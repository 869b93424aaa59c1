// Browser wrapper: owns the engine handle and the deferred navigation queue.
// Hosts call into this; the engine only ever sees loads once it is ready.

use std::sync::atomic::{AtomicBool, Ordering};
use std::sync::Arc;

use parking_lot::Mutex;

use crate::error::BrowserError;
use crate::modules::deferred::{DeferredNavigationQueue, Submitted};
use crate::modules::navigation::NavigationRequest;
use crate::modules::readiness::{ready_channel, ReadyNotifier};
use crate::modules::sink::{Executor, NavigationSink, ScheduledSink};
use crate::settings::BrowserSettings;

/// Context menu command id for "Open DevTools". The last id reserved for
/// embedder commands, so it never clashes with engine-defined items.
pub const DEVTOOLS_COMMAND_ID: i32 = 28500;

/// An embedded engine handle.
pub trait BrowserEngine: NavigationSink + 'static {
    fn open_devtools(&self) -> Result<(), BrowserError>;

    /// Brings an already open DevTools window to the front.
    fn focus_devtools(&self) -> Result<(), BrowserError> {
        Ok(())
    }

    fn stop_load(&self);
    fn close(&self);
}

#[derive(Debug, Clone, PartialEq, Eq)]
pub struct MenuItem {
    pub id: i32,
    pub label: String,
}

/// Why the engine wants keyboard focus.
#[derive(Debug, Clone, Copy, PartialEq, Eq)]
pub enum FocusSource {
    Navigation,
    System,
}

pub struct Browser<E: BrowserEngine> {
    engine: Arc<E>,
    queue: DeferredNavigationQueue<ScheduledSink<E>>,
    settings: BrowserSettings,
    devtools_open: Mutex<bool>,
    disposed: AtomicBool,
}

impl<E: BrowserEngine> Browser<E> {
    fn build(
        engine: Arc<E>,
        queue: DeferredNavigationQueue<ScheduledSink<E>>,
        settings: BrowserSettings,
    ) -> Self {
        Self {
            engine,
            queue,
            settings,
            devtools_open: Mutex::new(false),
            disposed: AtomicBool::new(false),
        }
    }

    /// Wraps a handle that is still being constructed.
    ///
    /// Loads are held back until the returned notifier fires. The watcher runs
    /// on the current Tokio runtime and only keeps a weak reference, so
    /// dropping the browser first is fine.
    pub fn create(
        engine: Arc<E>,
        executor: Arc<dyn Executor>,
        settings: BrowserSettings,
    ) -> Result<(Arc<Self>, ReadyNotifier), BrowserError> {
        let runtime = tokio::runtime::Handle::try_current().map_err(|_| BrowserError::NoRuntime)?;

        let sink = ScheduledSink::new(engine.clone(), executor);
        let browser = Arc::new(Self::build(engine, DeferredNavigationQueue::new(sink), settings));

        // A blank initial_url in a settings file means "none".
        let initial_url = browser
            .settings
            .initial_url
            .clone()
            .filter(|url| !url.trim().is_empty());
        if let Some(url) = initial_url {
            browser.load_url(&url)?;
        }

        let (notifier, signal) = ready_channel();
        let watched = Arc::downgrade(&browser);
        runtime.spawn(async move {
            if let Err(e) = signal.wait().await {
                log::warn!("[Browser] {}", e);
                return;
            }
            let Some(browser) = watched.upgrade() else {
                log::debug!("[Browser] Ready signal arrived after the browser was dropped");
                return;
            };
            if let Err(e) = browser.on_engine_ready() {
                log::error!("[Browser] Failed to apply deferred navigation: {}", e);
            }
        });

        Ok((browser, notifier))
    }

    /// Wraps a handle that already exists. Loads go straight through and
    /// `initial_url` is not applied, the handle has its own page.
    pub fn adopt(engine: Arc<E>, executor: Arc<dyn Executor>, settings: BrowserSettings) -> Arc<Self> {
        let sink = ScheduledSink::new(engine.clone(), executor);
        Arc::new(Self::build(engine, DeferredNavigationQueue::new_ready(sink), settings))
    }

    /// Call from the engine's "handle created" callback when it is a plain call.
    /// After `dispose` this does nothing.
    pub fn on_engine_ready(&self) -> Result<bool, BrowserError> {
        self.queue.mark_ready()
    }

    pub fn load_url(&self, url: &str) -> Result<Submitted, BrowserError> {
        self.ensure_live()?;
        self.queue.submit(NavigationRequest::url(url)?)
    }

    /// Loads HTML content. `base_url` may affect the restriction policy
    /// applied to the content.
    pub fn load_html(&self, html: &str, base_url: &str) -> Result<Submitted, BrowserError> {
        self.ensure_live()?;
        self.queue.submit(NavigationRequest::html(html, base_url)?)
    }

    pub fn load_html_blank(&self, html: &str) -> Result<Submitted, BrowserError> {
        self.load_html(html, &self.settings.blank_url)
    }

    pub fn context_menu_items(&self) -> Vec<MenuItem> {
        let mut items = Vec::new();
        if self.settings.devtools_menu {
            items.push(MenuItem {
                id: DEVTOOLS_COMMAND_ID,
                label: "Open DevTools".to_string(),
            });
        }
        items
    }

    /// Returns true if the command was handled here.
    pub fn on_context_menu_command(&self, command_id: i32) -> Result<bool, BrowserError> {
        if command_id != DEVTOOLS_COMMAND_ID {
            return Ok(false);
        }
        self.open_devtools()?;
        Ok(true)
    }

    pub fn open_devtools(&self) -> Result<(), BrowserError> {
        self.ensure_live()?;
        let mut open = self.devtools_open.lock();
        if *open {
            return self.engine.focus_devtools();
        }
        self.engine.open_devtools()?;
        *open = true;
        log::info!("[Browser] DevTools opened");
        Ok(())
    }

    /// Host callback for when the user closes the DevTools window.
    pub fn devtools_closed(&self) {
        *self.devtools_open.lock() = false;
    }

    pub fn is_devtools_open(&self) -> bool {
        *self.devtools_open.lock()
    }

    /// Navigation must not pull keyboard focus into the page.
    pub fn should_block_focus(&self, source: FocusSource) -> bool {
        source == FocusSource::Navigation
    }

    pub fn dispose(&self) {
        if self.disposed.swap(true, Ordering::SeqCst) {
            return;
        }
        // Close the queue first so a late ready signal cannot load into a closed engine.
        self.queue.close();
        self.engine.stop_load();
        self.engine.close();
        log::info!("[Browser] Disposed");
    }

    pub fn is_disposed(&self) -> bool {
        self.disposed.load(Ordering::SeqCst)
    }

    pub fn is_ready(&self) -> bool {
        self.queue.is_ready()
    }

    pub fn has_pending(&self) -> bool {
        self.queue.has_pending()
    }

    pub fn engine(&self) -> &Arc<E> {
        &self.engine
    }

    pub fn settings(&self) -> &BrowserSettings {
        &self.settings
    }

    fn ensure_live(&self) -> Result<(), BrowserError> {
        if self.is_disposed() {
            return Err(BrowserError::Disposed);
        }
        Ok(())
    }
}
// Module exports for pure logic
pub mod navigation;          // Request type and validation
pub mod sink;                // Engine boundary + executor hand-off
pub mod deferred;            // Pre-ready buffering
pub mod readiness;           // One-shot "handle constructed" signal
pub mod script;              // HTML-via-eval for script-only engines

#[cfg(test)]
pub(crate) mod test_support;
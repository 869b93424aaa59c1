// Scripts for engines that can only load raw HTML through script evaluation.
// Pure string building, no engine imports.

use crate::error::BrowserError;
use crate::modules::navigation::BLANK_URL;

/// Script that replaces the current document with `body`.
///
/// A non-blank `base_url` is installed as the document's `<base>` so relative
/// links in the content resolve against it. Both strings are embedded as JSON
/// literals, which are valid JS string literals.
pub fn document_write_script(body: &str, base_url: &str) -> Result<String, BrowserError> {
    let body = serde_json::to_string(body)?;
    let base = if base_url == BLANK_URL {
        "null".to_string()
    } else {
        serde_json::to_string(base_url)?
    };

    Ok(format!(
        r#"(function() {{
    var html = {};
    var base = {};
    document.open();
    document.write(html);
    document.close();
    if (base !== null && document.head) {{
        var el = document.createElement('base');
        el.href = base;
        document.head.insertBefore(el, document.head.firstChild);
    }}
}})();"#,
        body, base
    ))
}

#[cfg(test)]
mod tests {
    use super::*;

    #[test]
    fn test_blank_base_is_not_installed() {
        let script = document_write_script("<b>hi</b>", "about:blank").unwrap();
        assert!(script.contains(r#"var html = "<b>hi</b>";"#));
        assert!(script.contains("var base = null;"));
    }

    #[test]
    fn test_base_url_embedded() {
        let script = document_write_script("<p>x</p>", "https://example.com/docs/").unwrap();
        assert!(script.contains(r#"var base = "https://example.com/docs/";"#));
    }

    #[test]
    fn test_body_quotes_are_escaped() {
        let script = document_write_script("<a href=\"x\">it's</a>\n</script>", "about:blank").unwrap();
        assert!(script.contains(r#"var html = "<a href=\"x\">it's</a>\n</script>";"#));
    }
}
== == ==
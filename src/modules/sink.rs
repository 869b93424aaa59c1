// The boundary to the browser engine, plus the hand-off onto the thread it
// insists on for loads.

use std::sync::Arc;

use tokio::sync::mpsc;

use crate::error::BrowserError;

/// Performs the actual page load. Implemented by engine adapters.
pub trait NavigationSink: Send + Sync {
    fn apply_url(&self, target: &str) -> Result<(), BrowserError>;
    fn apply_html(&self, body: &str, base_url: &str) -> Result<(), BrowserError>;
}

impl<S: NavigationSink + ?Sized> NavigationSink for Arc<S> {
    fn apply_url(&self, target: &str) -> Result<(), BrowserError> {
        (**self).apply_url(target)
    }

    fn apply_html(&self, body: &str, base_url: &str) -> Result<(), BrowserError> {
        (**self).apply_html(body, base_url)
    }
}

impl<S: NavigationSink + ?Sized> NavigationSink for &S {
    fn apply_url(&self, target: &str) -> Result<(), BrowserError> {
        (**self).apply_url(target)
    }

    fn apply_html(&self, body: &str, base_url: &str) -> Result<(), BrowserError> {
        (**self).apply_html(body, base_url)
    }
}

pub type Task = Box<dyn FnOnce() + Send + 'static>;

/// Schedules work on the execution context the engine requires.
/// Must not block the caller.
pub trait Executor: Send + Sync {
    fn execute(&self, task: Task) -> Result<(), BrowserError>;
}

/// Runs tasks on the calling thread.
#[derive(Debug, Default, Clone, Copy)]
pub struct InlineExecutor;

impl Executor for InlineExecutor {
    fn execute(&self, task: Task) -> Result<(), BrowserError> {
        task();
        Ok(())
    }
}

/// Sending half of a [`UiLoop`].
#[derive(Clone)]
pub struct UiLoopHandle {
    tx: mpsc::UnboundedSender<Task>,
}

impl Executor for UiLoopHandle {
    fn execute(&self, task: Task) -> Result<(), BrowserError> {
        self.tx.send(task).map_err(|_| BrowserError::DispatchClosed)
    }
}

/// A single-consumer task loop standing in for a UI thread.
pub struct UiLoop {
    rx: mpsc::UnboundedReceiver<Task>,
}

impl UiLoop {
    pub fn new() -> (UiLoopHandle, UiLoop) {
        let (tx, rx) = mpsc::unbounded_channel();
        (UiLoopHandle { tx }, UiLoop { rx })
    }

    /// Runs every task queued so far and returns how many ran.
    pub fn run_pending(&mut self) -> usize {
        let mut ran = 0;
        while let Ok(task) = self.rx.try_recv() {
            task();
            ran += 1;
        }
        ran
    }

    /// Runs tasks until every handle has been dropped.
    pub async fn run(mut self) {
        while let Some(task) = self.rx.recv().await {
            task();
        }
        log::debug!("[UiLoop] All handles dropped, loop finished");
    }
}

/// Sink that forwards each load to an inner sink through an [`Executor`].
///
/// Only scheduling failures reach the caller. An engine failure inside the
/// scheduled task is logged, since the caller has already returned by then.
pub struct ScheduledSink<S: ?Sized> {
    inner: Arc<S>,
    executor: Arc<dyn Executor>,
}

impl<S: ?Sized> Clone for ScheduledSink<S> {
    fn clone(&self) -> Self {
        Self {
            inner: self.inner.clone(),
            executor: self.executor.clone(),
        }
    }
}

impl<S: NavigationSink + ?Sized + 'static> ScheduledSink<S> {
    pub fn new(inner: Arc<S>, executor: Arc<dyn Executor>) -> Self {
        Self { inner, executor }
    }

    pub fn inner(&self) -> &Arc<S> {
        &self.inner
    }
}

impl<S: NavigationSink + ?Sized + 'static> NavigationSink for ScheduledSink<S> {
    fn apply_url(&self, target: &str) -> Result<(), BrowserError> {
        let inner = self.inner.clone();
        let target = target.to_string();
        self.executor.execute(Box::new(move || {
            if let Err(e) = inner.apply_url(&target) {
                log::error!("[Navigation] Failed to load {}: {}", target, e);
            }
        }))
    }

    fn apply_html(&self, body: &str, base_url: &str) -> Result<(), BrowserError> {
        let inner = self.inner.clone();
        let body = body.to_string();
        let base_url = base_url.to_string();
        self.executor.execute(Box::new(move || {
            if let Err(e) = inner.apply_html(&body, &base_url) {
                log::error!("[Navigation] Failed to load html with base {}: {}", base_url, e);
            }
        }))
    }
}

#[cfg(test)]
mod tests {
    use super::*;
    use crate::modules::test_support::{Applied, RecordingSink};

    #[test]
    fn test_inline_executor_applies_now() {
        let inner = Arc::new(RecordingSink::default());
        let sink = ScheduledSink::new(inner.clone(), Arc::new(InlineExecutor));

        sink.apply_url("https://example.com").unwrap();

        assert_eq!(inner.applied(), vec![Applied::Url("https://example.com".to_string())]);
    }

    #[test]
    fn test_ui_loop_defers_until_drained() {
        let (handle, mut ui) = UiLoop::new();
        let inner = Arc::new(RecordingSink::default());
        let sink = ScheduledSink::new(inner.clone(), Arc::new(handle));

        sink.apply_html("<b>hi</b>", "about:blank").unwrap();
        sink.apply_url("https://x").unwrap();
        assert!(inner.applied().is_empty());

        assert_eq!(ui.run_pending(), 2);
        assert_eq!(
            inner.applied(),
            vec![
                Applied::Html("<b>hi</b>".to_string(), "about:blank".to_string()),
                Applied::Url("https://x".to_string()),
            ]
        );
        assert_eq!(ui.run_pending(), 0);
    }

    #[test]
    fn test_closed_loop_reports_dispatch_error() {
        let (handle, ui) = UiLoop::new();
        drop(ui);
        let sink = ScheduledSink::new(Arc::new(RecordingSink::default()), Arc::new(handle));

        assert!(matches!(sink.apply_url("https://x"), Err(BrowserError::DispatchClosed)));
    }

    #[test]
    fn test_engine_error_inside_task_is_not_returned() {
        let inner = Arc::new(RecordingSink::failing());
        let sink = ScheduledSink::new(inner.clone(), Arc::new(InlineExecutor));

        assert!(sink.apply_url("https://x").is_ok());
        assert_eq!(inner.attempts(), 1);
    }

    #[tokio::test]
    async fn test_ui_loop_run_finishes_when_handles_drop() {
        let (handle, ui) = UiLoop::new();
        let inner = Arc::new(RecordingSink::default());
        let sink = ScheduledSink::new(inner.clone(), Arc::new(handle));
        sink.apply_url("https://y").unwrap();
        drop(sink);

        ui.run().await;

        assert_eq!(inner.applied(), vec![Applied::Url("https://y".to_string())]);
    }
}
== == ==
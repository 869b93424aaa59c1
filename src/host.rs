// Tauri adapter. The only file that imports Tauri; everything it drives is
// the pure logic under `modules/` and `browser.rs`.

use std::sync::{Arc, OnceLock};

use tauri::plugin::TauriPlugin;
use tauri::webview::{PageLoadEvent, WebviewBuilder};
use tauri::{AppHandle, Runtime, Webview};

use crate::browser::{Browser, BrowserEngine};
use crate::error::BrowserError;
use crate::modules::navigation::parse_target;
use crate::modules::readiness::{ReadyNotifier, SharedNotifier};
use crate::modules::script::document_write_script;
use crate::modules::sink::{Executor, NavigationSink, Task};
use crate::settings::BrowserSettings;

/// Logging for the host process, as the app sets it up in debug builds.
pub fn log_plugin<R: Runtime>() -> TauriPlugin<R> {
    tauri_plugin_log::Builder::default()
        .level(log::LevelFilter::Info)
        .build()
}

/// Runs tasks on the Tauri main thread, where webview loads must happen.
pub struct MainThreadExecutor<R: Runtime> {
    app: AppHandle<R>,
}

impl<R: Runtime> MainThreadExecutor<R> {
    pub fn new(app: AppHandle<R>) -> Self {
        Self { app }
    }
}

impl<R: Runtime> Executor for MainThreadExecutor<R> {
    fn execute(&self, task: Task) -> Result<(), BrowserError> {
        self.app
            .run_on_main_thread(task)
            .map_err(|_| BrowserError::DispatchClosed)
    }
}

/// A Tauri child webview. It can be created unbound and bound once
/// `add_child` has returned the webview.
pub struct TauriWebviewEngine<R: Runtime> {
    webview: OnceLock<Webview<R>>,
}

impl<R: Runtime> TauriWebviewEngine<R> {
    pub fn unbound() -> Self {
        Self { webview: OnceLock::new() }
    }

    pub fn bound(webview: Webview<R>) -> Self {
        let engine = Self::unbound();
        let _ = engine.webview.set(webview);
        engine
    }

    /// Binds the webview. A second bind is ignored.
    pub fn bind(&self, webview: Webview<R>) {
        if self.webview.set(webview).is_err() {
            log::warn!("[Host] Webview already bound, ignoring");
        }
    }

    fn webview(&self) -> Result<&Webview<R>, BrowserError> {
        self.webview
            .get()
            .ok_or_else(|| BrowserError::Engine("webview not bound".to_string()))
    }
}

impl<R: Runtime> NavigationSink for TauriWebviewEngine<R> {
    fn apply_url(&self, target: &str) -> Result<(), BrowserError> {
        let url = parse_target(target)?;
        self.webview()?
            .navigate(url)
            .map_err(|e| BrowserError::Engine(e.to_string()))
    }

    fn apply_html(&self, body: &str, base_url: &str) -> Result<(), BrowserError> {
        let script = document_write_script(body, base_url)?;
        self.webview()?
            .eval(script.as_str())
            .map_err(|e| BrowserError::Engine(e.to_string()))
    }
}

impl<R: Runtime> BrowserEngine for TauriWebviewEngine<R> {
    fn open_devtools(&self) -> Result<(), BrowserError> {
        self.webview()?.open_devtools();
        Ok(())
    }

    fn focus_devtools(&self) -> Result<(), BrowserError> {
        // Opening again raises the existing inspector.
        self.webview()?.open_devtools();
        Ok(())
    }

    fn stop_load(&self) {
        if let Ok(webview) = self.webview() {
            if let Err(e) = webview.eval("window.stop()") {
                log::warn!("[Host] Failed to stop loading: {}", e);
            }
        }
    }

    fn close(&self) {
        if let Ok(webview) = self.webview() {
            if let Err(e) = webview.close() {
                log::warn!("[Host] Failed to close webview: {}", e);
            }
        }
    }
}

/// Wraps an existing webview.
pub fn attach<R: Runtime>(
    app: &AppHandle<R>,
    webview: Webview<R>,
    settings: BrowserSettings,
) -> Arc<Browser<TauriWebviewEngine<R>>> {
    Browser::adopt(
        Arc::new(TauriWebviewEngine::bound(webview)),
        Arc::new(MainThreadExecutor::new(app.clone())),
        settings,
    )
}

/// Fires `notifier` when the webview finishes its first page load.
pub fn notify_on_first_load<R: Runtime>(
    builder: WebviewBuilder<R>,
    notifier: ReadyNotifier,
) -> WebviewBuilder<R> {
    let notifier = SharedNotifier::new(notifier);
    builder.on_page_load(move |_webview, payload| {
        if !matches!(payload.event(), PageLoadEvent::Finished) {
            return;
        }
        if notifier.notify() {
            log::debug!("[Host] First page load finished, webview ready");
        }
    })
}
== == ==
#### [What is required]
Where a line of the data contains "keyboard", copy that line.

#### [Answer for the task]
/// Why the engine wants keyboard focus.
    /// Navigation must not pull keyboard focus into the page.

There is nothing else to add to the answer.